Objective Function Designing Led by User Preferences Acquisition

Many real world problems can be defined as optimisation problems in which the aim is to maximise an objective function. The quality of obtained solution is directly linked to the pertinence of the used objective function. However, designing such function, which has to translate the user needs, is usually fastidious. In this paper, a method to help user objective functions designing is proposed. Our approach, which is highly interactive, is based on man machine dialogue and more particularly on the comparison of problem instance solutions by the user. We propose an experiment in the domain of cartographic generalisation that shows promising results.

Automatic Sampling of Geographic objects

Today, one's disposes of large datasets composed of thousands of geographic objects. However, for many processes, which require the appraisal of an expert or much computational time, only a small part of these objects can be taken into account. In this context, robust sampling methods become necessary. In this paper, we propose a sampling method based on clustering techniques. Our method consists in dividing the objects in clusters, then in selecting in each cluster, the most representative objects. A case-study in the context of a process dedicated to knowledge revision for geographic data generalisation is presented. This case-study shows that our method allows to select relevant samples of objects.
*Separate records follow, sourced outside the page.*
#[cfg(test)]
mod tests {
    use std::collections::HashSet;
    use std::sync::atomic::{AtomicUsize, Ordering};
    use std::sync::Mutex;

    use bson::doc;

    use crate::store::{MemoryStore, MockDocumentStore, StoreError, StoredDocument};

    use super::*;

    /// Hands out a fixed sequence of codes and counts how many were drawn.
    struct ScriptedCodes {
        codes: Mutex<Vec<String>>,
        drawn: AtomicUsize,
    }

    impl ScriptedCodes {
        fn new(codes: &[&str]) -> Arc<Self> {
            Arc::new(ScriptedCodes {
                codes: Mutex::new(codes.iter().rev().map(|code| code.to_string()).collect()),
                drawn: AtomicUsize::new(0),
            })
        }

        fn drawn(&self) -> usize {
            self.drawn.load(Ordering::SeqCst)
        }
    }

    impl JoinCodeSource for ScriptedCodes {
        fn generate(&self) -> String {
            self.drawn.fetch_add(1, Ordering::SeqCst);
            self.codes
                .lock()
                .expect("codes lock")
                .pop()
                .unwrap_or_else(|| "ZZZZZZ".to_string())
        }
    }

    fn taken(code: &str) -> Vec<StoredDocument> {
        vec![StoredDocument {
            id: "existing".to_string(),
            data: doc! { "joinCode": code },
        }]
    }

    fn directory() -> (Arc<MemoryStore>, PoolDirectory) {
        let store = Arc::new(MemoryStore::new());
        (store.clone(), PoolDirectory::new(store))
    }

    #[test]
    fn random_codes_use_the_unambiguous_alphabet() {
        let alphabet: HashSet<char> = JOIN_CODE_ALPHABET.iter().map(|b| char::from(*b)).collect();
        assert_eq!(alphabet.len(), 32);
        for ambiguous in ['0', 'O', '1', 'I'] {
            assert!(!alphabet.contains(&ambiguous));
        }

        for _ in 0..200 {
            let code = RandomJoinCodes.generate();
            assert_eq!(code.len(), JOIN_CODE_LEN);
            assert!(code.chars().all(|c| alphabet.contains(&c)));
        }
    }

    #[tokio::test]
    async fn create_pool_retries_past_two_collisions() {
        let mut store = MockDocumentStore::new();
        let mut lookups = 0;
        store.expect_query().times(3).returning(move |query| {
            lookups += 1;
            assert_eq!(query.filters()[0].0, "joinCode");
            Ok(if lookups < 3 { taken("TAKEN2") } else { Vec::new() })
        });
        store.expect_commit().times(2).returning(|_| Ok(()));

        let codes = ScriptedCodes::new(&["AAAAAA", "BBBBBB", "CCCCCC"]);
        let directory = PoolDirectory::with_join_codes(Arc::new(store), codes.clone());

        directory
            .create_pool("u1", "Ana", "Friends Pool", "six-nations-2025", None)
            .await
            .expect("third code is free");

        assert_eq!(codes.drawn(), 3);
    }

    #[tokio::test]
    async fn create_pool_gives_up_after_ten_collisions() {
        let mut store = MockDocumentStore::new();
        store
            .expect_query()
            .times(MAX_JOIN_CODE_ATTEMPTS)
            .returning(|_| Ok(taken("TAKEN2")));
        store.expect_commit().times(0);

        let codes = ScriptedCodes::new(&[]);
        let directory = PoolDirectory::with_join_codes(Arc::new(store), codes.clone());

        let err = directory
            .create_pool("u1", "Ana", "Friends Pool", "six-nations-2025", None)
            .await
            .expect_err("every code collides");

        assert!(matches!(err, AppError::JoinCodeExhausted(MAX_JOIN_CODE_ATTEMPTS)));
        assert_eq!(codes.drawn(), MAX_JOIN_CODE_ATTEMPTS);
    }

    #[tokio::test]
    async fn create_pool_propagates_store_failures() {
        let mut store = MockDocumentStore::new();
        store
            .expect_query()
            .returning(|_| Err(StoreError::Unavailable("offline".to_string())));
        store.expect_commit().times(0);

        let directory = PoolDirectory::new(Arc::new(store));
        let err = directory
            .create_pool("u1", "Ana", "Friends Pool", "six-nations-2025", None)
            .await
            .expect_err("store offline");

        assert!(matches!(err, AppError::Store(StoreError::Unavailable(_))));
    }

    #[tokio::test]
    async fn created_pool_has_founder_as_only_member() {
        let (_, directory) = directory();

        let (pool_id, join_code) = directory
            .create_pool("u1", "Ana", "Friends Pool", "six-nations-2025", Some("https://img/ana.png"))
            .await
            .expect("created");

        let pool = directory.get_pool(&pool_id).await.expect("read").expect("exists");
        assert_eq!(pool.name, "Friends Pool");
        assert_eq!(pool.season_id, "six-nations-2025");
        assert_eq!(pool.created_by, "u1");
        assert_eq!(pool.members_count, 1);
        assert_eq!(pool.max_margin, 99);
        assert_eq!(pool.join_code, join_code);
        assert_eq!(join_code.len(), JOIN_CODE_LEN);

        let members = directory.get_pool_members(&pool_id).await.expect("roster");
        assert_eq!(members.len(), 1);
        assert_eq!(members[0].user_id, "u1");
        assert_eq!(members[0].member.photo_url.as_deref(), Some("https://img/ana.png"));
    }

    #[tokio::test]
    async fn two_pools_get_distinct_codes() {
        let (_, directory) = directory();

        let (_, first) = directory
            .create_pool("u1", "Ana", "One", "six-nations-2025", None)
            .await
            .expect("first");
        let (_, second) = directory
            .create_pool("u1", "Ana", "Two", "six-nations-2025", None)
            .await
            .expect("second");

        assert_ne!(first, second);
    }

    #[tokio::test]
    async fn colliding_code_is_skipped_against_real_pools() {
        let store = Arc::new(MemoryStore::new());
        let codes = ScriptedCodes::new(&["ABC234", "ABC234", "XYZ789"]);
        let directory = PoolDirectory::with_join_codes(store, codes.clone());

        let (_, first_code) = directory
            .create_pool("u1", "Ana", "One", "six-nations-2025", None)
            .await
            .expect("first");
        let (second, second_code) = directory
            .create_pool("u2", "Ben", "Two", "six-nations-2025", None)
            .await
            .expect("second");

        assert_eq!(first_code, "ABC234");
        assert_eq!(second_code, "XYZ789");
        let second = directory.get_pool(&second).await.expect("read").expect("exists");
        assert_eq!(second.join_code, "XYZ789");
        assert_eq!(codes.drawn(), 3);
    }

    #[tokio::test]
    async fn join_code_lookup_ignores_case_and_whitespace() {
        let store = Arc::new(MemoryStore::new());
        let directory =
            PoolDirectory::with_join_codes(store, ScriptedCodes::new(&["ABC234"]));
        let (pool_id, _) = directory
            .create_pool("u1", "Ana", "Friends Pool", "six-nations-2025", None)
            .await
            .expect("created");

        let found = directory
            .find_pool_by_join_code(" abc234 ")
            .await
            .expect("lookup")
            .expect("found");
        assert_eq!(found.id, pool_id);
        assert_eq!(found.pool.name, "Friends Pool");

        assert!(directory
            .find_pool_by_join_code("QQQQQQ")
            .await
            .expect("lookup")
            .is_none());
    }

    #[tokio::test]
    async fn second_join_conflicts_and_counts_once() {
        let (_, directory) = directory();
        let (pool_id, _) = directory
            .create_pool("u1", "Ana", "Friends Pool", "six-nations-2025", None)
            .await
            .expect("created");

        directory
            .join_pool(&pool_id, "u2", "Ben", None)
            .await
            .expect("first join");
        let err = directory
            .join_pool(&pool_id, "u2", "Ben", None)
            .await
            .expect_err("second join");

        assert!(matches!(err, AppError::AlreadyMember));
        let pool = directory.get_pool(&pool_id).await.expect("read").expect("exists");
        assert_eq!(pool.members_count, 2);
        assert_eq!(directory.get_pool_members(&pool_id).await.expect("roster").len(), 2);
    }

    #[tokio::test]
    async fn founder_cannot_join_again() {
        let (_, directory) = directory();
        let (pool_id, _) = directory
            .create_pool("u1", "Ana", "Friends Pool", "six-nations-2025", None)
            .await
            .expect("created");

        let err = directory
            .join_pool(&pool_id, "u1", "Ana", None)
            .await
            .expect_err("founder is a member");
        assert!(matches!(err, AppError::AlreadyMember));
    }

    #[tokio::test]
    async fn joining_unknown_pool_is_not_found() {
        let (store, directory) = directory();

        let err = directory
            .join_pool("missing", "u2", "Ben", None)
            .await
            .expect_err("no such pool");

        assert!(matches!(err, AppError::NotFound(_)));
        assert!(store
            .get(&collections::member("missing", "u2"))
            .await
            .expect("read")
            .is_none());
    }

    #[tokio::test]
    async fn user_pools_only_lists_memberships() {
        let (_, directory) = directory();
        let (mine, _) = directory
            .create_pool("u1", "Ana", "Mine", "six-nations-2025", None)
            .await
            .expect("created");
        let (joined, _) = directory
            .create_pool("u2", "Ben", "Joined", "six-nations-2025", None)
            .await
            .expect("created");
        directory
            .create_pool("u3", "Cai", "Elsewhere", "six-nations-2025", None)
            .await
            .expect("created");
        directory
            .join_pool(&joined, "u1", "Ana", None)
            .await
            .expect("joined");

        let mut pools = directory.get_user_pools("u1").await.expect("listed");
        pools.sort_by(|a, b| a.pool.name.cmp(&b.pool.name));

        let ids: Vec<_> = pools.iter().map(|entry| entry.id.clone()).collect();
        assert_eq!(ids, vec![joined, mine]);
        assert!(pools.iter().all(|entry| entry.member.display_name == "Ana"));
        assert!(directory.get_user_pools("nobody").await.expect("listed").is_empty());
    }
}
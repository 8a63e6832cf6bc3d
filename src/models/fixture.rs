use std::fmt;

use chrono::{DateTime, Utc};
use serde::{Deserialize, Serialize};

pub const FIRST_ROUND: u8 = 1;
pub const LAST_ROUND: u8 = 5;

// Six Nations teams
#[derive(Debug, Clone, Copy, PartialEq, Eq, Hash, Serialize, Deserialize)]
pub enum TeamId {
    #[serde(rename = "ENG")]
    Eng,
    #[serde(rename = "FRA")]
    Fra,
    #[serde(rename = "IRE")]
    Ire,
    #[serde(rename = "ITA")]
    Ita,
    #[serde(rename = "SCO")]
    Sco,
    #[serde(rename = "WAL")]
    Wal,
}

impl TeamId {
    pub fn code(self) -> &'static str {
        match self {
            TeamId::Eng => "ENG",
            TeamId::Fra => "FRA",
            TeamId::Ire => "IRE",
            TeamId::Ita => "ITA",
            TeamId::Sco => "SCO",
            TeamId::Wal => "WAL",
        }
    }
}

impl fmt::Display for TeamId {
    fn fmt(&self, f: &mut fmt::Formatter<'_>) -> fmt::Result {
        f.write_str(self.code())
    }
}

#[derive(Debug, Clone, Copy, PartialEq, Eq, Serialize, Deserialize)]
#[serde(rename_all = "lowercase")]
pub enum MatchStatus {
    Scheduled,
    Live,
    Final,
}

// Stored fixture, keyed by `match_id(..)` under `seasons/{season_id}/matches`.
// Written by the fixture loader only.
#[derive(Debug, Clone, PartialEq, Serialize, Deserialize)]
#[serde(rename_all = "camelCase")]
pub struct Match {
    pub round: u8,
    pub kickoff_at: DateTime<Utc>,
    pub home_team_id: TeamId,
    pub away_team_id: TeamId,
    pub status: MatchStatus,
    #[serde(default)]
    pub home_score: Option<i32>,
    #[serde(default)]
    pub away_score: Option<i32>,
    pub updated_at: DateTime<Utc>,
}

#[derive(Debug, Clone, PartialEq, Serialize)]
#[serde(rename_all = "camelCase")]
pub struct MatchEntry {
    pub id: String,
    pub season_id: String,
    #[serde(flatten)]
    pub fixture: Match,
}

/// Derived fixture key: `{season_id}-r{round}-{home}-{away}`.
pub fn match_id(season_id: &str, round: u8, home: TeamId, away: TeamId) -> String {
    format!("{season_id}-r{round}-{home}-{away}")
}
Designing generalisation evaluation function through human-machine dialogue

Automated generalisation has known important improvements these last few years. However, an issue that still deserves more study concerns the automatic evaluation of generalised data. Indeed, many automated generalisation systems require the utilisation of an evaluation function to automatically assess generalisation outcomes. In this paper, we propose a new approach dedicated to the design of such a function. This approach allows an imperfectly defined evaluation function to be revised through a man-machine dialogue. The user gives its preferences to the system by comparing generalisation outcomes. Machine Learning techniques are then used to improve the evaluation function. An experiment carried out on buildings shows that our approach significantly improves generalisation evaluation functions defined by users.